Каково же было изумление доброго Клауса, когда он, проезжая на представительском «мерсе» по Октябрьскому проспекту нашего славного облцентра, неожиданно обнаружил справа по курсу солидный бетонный пьедестал, на котором возвышался, гордо тараня пушкой пространство, танк Т-34 с тем самым номером на башне! Наваждение, натюрлихь! Карпенштоффеля переклинило. И он, будучи человеком по европейским понятиям отнюдь не бедным, решил — раз папенькиной могилы на фатерлянде нет, пусть будет на фатерлянде хотя бы его танк. На добрую память и в назидание соседям. С кем можно из русских властей договориться, Клаус не знал, но слава Богу, на одном из деловых приёмов ему представили очень симпатичного пожилого еврея, который после четырёх тринков сообщил ему, что Россия — страна чудес. И здесь нет ничего невозможного, если с умом взяться за дело. Обнадёженный, Карпенштоффель отбыл домой, обещав вернуться летом для окончательного согласования вопроса. Герр Комаринский предупредил, что цена вопроса может варьировать в зависимости от политической коньюнктуры. Но к этому Клаус в России уже привык. Про себя решив — не больше трёх миллионов евро. Абзац.
Дядю Наташу, всё ещё потного от только что пережитого стресса во внутренней тюрьме ФСБ, его звонок застал врасплох.
Вас? Вас фюр панцер? А-а, герр Карпенштоффель! Страшно, страшно рад. В отеле? Я вам перезвоню.
«Ну, денёк! Не меньше пяти мультов с Бараковской лахудры, да тут ещё и этот бундес с баблом. Прямо не город, а бухта Золотой рог!» Он извлёк из широких штанин сотовый и набрал номер Бориса Бодунова.
Алло, Боренька? Боренька, таки есть тема.

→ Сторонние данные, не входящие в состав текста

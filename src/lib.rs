//! Session-scoped container sandboxes for running untrusted code.
//!
//! Each session id owns at most one container. Code blocks are staged into a
//! per-session folder bind-mounted into that container and run one after
//! another; an idle reaper stops containers nobody is using.

pub mod config;
pub mod engine;
pub mod error;
pub mod http_server;
pub mod orchestrator;
pub mod reaper;
pub mod sandbox;
pub mod state;
pub mod types;

pub use config::{ReaperConfig, SandboxConfig};
pub use engine::{ContainerEngine, DockerEngine};
pub use error::{Result, SandboxError};
pub use orchestrator::Orchestrator;
pub use reaper::IdleReaper;
pub use sandbox::SandboxHandle;
pub use state::SessionRegistry;
pub use types::{CodeBlock, ExecutionRequest, ExecutionResult, File, Language, SessionKey};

Что такое, Натан Соломонович?
Да ведь фриц этот, Карпенштоффель, опять нарисовался! Ты знаешь, Боря, кто за ним стоит? Ведь если их концерн решит здесь у нас строить свою торговую сеть — то тебе кирдык, Боренька, с твоим «Полюсом». Растопчут ценами за месяц! А намерения у них серьёзные.
А что, у нас в Сером доме уже и власти нет?
Так ведь золотые твои слова, Боря. Именно, что нет. Шукляев спёкся, Кузякин третий день, как исчез. Прохор на нарах парится. Боря, короче, это трындец, так и передай Полине Самойловне. Трын-дец. И в ФСБ — я только что оттуда — какой-то кипеш, — на хрен меня послали.
И что будем делать, Натан Соломонович? Делать-то что? — Боря в трубке явно занервничал. Это хорошо.
А вот что, Боренька. Выставим ему условие. Пускай забирает свой сраный танк и катится на нём на все четыре. Россия велика, найдёт, куда своё бабло ухнуть.
Какой ещё танк? Не грузите меня вашим одесским сленгом!
Да танк ему нужен, который на постаменте на Октябрьском. Памятник.
Какого чёрта? Он же памятник. Маразм какой-то!
Боря! Для особо одарённых — немец забирает наш танк — и больше мы его здесь не видим. Аллес капут. Короче, скажешь в мэрии, что экспонат отправлен не реставрацию. Справки, хуявки — пусть твои люди займутся.
Понял, не дурак.
Ну, всё, ладно. И бригаду рабочих не забудь, чтоб разварили люки. Полине поклон.
Дядя Наташа скомкал отсыревший платок и кинул его мимо урны. Удалось!
Григорий! Ну, ты чего раскис с утра, братка? — Тайсон неумело потрепал пацана по вихрам короткопалой ладонью.
Она сказала, чтобы вас не будить. Вот, — он протянул сложенный вчетверо тетрадный листок и снова захлюпал носом.
Князь взял послание и, развернув, прочёл карандашные каракули, написанные полудетской рукой:
«Пора уходить. Иначе нижний мир. Встретимся. Борова на волю. Инд…».
Индига? — Князю стало не по себе.
Волчара такой огроменный! Она за ним ушла. А он как зыркнет на меня — я чуть не усрался. Она на него потом верхом — и ускакали… — Гришка залился безудержным плачем. Князь велел бабе Нюре увести рыдальца в дом. Все были, если честно, слегка деморализованы. Но — война слишком серьёзная работа, чтобы падать духом из-за неожиданностей. Отряд сделал вид, что не заметил потери бойца.